The First Maktab In South Africa

The First Maktab in South Africa – 1793
On the 06 April 1780, a prince by the name of Imaam Abdullah ibnul Qadhi, famously known as Tuan Guru was brought to the Cape of Good Hope as a prisoner of the Dutch. He was imprisoned at Robbin Island for fighting against the Dutch Rule in Indonesia. He hailed from Tidore in the Ternate Islands of Indonesia. His lineage traces up to Sayyidinah Rasulullah (sallallahu alayhi wasallam).

In prison he wrote a few copies of the Qur-aan Shareef from memory and also authored a book called “Ma’rifatul Islam wal Imaan”, a book on Islamic Fiqh and Aqaaid. This shows the calibre of a Haafiz and an Aalim he was.

After spending 13 years in prison, he was released in the year 1793. He then went to live in Dorp Street, Cape Town.

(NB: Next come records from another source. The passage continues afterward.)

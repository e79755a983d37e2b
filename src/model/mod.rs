pub mod entry;
pub mod id;
pub mod language;
pub mod user;

pub use entry::{Entry, EntryDraft};
pub use id::ObjectId;
pub use language::Language;
pub use user::{Role, User};
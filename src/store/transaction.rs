use std::collections::BTreeSet;
use std::sync::atomic::Ordering;

use chrono::Utc;
use tokio::sync::RwLockWriteGuard;
use tracing::{debug, warn};

use super::{Filter, Snapshot, Store};
use crate::error::{DictError, Result};
use crate::model::{Entry, EntryDraft, ObjectId, User};

/// An atomic unit of work against the [`Store`].
///
/// Holds the store's write lock from `begin` until `commit`, `abort` or
/// drop. Writes are staged and only become visible on a successful commit;
/// any other exit discards them.
pub struct Transaction<'a> {
    store: &'a Store,
    committed: RwLockWriteGuard<'a, Snapshot>,
    inserted: Vec<Entry>,
    removed: BTreeSet<ObjectId>,
    users: Vec<User>,
    finished: bool,
}

impl<'a> Transaction<'a> {
    pub(super) fn new(store: &'a Store, committed: RwLockWriteGuard<'a, Snapshot>) -> Self {
        debug!("transaction started");
        Transaction {
            store,
            committed,
            inserted: Vec::new(),
            removed: BTreeSet::new(),
            users: Vec::new(),
            finished: false,
        }
    }

    /// Committed entries plus this unit's staged writes.
    pub fn find(&self, filter: &Filter) -> Vec<Entry> {
        if filter.is_empty() {
            return Vec::new();
        }

        self.store.counters.reads.fetch_add(1, Ordering::Relaxed);

        let mut found: Vec<Entry> = self
            .committed
            .find(filter)
            .into_iter()
            .filter(|e| !self.removed.contains(&e.id))
            .collect();
        found.extend(self.inserted.iter().filter(|e| filter.matches(e)).cloned());
        found
    }

    pub fn find_one(&self, filter: &Filter) -> Option<Entry> {
        self.find(filter).into_iter().next()
    }

    pub fn find_user(&self, id: &ObjectId) -> Option<User> {
        self.store.counters.reads.fetch_add(1, Ordering::Relaxed);
        self.users
            .iter()
            .find(|u| &u.id == id)
            .or_else(|| self.committed.users.get(id))
            .cloned()
    }

    /// Validates every draft, then stages them all. If any draft is
    /// rejected nothing is staged.
    pub fn insert_many(&mut self, drafts: Vec<EntryDraft>) -> Result<Vec<Entry>> {
        let now = Utc::now();
        let mut accepted = Vec::with_capacity(drafts.len());
        let mut rejected = Vec::new();

        for draft in drafts {
            match draft.validate(now) {
                Ok(e) => accepted.push(e),
                Err(fields) => rejected.extend(fields),
            }
        }

        if !rejected.is_empty() {
            return Err(DictError::StorageValidation(rejected));
        }

        self.inserted.extend(accepted.iter().cloned());
        Ok(accepted)
    }

    /// Stages removal of every entry in `node`. Returns how many go.
    pub fn delete_by_definition_node(&mut self, node: &ObjectId) -> usize {
        let filter = Filter::by_node(node.clone());

        let before = self.inserted.len();
        self.inserted.retain(|e| &e.definition_node != node);
        let mut count = before - self.inserted.len();

        for e in self.committed.find(&filter) {
            if self.removed.insert(e.id) {
                count += 1;
            }
        }

        count
    }

    pub fn insert_user(&mut self, user: User) {
        self.users.push(user);
    }

    pub fn is_dirty(&self) -> bool {
        !self.inserted.is_empty() || !self.removed.is_empty() || !self.users.is_empty()
    }

    /// Persists and publishes the staged writes. On failure the committed
    /// state is left exactly as it was and the unit is rolled back.
    pub async fn commit(mut self) -> Result<()> {
        if !self.is_dirty() {
            self.finished = true;
            debug!("transaction committed (no changes)");
            return Ok(());
        }

        let mut next = (*self.committed).clone();
        for id in &self.removed {
            next.remove_entry(id);
        }
        for e in self.inserted.drain(..) {
            next.insert_entry(e);
        }
        for u in self.users.drain(..) {
            next.users.insert(u.id.clone(), u);
        }

        self.store.persist(&next).await?;

        *self.committed = next;
        self.finished = true;
        self.store.counters.commits.fetch_add(1, Ordering::Relaxed);
        debug!(removed = self.removed.len(), "transaction committed");
        Ok(())
    }

    pub fn abort(mut self) {
        self.rollback("aborted");
    }

    fn rollback(&mut self, how: &str) {
        if self.finished {
            return;
        }
        self.finished = true;
        self.inserted.clear();
        self.removed.clear();
        self.users.clear();
        self.store.counters.aborts.fetch_add(1, Ordering::Relaxed);
        debug!(how, "transaction rolled back");
    }
}

impl Drop for Transaction<'_> {
    fn drop(&mut self) {
        if !self.finished {
            if self.is_dirty() {
                warn!("transaction dropped with staged writes");
            }
            self.rollback("dropped");
        }
    }
}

Imaam Abdullah’s first concern when he was released was the establishment of a Madrasah and the building of a Masjid. He immediately established a Madrasah in a warehouse in Dorp Street which was the very first maktab established in South Africa. There were no specific teaching times as he spent the entire day teaching adults and children. This Maktab / Madrasah became the means of establishing Islam in South Africa as well as spreading Deen throughout our country.

It was for this reason that he gained the title “Tuan Guru” which means “Mister Teacher” in the Indonesian language.

In the year 1794 the government gave some allowance to the Muslims to build a masjid. Tuan Guru wasted no time and converted the Madrasah into a Masjid which became famously known as the Awwal Masjid, the very first masjid established in South Africa.